▶ AVAILABLE RECORDS
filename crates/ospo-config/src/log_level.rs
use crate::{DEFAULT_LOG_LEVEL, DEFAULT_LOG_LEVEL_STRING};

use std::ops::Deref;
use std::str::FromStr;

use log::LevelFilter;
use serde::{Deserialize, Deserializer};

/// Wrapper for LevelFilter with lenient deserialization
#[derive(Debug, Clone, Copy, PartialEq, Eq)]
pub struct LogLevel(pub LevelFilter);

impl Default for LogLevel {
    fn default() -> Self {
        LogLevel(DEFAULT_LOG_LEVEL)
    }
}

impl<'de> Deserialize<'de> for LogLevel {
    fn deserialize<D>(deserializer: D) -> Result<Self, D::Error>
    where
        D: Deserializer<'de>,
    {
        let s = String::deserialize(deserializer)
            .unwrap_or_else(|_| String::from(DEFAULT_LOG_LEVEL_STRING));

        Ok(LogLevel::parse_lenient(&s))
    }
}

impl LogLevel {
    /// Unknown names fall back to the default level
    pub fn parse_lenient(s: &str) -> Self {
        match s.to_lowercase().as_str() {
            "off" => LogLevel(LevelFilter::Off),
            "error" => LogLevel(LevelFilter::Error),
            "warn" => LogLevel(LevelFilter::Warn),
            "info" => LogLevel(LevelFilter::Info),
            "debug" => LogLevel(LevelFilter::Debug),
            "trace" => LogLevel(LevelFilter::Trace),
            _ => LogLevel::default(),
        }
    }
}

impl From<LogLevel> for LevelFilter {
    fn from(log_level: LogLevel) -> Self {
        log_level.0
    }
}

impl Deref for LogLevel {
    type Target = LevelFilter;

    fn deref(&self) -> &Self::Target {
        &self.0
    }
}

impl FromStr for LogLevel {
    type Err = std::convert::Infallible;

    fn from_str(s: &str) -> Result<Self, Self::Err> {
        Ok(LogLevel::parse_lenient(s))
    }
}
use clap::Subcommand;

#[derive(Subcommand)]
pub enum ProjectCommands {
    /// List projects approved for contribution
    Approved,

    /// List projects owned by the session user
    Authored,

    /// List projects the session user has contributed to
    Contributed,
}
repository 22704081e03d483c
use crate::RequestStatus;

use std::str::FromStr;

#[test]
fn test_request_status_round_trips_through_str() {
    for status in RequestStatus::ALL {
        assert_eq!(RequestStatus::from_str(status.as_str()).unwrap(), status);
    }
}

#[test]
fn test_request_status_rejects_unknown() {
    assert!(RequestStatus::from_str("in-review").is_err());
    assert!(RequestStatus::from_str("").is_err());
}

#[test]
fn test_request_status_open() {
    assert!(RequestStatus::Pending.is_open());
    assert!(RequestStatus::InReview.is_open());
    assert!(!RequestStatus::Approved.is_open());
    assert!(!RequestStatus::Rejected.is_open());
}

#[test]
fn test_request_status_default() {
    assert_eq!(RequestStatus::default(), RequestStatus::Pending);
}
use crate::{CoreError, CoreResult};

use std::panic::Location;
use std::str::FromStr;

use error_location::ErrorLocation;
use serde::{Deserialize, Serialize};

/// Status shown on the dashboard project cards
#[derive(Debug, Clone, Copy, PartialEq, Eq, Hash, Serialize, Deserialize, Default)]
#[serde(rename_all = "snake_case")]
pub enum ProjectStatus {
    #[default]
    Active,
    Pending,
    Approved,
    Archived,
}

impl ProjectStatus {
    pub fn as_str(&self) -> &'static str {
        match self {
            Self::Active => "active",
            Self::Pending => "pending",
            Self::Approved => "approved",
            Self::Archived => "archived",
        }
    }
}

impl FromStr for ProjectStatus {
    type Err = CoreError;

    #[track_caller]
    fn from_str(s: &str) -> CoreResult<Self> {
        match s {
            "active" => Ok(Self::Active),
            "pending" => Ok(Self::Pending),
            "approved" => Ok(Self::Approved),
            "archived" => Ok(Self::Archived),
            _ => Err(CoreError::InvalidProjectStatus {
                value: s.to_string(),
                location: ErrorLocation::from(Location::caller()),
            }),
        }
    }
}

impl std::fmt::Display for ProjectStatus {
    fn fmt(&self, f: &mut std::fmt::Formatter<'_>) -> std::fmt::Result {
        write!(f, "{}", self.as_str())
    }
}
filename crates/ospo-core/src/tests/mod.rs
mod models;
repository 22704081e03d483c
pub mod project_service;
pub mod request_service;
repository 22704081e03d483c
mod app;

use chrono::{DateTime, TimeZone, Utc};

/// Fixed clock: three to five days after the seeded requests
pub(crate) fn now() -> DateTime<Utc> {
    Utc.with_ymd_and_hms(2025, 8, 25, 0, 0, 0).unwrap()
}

---

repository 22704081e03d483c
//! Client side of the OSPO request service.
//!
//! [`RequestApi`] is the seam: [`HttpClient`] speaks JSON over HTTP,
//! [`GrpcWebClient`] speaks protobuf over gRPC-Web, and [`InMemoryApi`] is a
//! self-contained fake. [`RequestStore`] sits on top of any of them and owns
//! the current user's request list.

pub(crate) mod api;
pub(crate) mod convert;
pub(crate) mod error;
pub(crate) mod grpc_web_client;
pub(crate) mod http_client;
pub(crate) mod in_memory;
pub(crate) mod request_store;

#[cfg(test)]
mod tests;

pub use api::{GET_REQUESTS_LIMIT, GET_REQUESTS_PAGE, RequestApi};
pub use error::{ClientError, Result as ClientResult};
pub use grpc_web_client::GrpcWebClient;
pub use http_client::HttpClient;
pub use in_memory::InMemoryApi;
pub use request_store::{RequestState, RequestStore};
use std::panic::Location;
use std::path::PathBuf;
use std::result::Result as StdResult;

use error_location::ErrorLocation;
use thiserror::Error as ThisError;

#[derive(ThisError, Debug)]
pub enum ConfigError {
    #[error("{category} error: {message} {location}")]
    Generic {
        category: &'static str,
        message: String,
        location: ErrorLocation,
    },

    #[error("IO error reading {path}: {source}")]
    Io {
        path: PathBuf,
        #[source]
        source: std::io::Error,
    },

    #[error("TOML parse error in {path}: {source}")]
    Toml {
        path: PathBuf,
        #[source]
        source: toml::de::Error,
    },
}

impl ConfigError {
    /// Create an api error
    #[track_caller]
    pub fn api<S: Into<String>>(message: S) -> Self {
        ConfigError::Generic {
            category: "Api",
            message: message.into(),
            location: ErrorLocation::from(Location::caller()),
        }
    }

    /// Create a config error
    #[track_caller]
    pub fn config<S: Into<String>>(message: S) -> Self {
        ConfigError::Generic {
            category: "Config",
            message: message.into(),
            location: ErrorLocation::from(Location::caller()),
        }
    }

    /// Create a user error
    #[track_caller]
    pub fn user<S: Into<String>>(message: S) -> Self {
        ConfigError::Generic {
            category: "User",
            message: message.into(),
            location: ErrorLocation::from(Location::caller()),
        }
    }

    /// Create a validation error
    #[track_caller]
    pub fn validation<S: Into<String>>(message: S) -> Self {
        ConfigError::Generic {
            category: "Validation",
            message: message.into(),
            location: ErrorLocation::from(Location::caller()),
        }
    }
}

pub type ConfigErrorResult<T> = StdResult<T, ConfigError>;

▶ WHAT YOU SHOULD DO
Send back exactly the lines of the listing above starting at the one with "user's request list." and ending at the one with "pub use grpc_web_client::GrpcWebClient;", inclusive, and no others.

▶ SOLUTION TO THE PROBLEM
//! the current user's request list.

pub(crate) mod api;
pub(crate) mod convert;
pub(crate) mod error;
pub(crate) mod grpc_web_client;
pub(crate) mod http_client;
pub(crate) mod in_memory;
pub(crate) mod request_store;

#[cfg(test)]
mod tests;

pub use api::{GET_REQUESTS_LIMIT, GET_REQUESTS_PAGE, RequestApi};
pub use error::{ClientError, Result as ClientResult};
pub use grpc_web_client::GrpcWebClient;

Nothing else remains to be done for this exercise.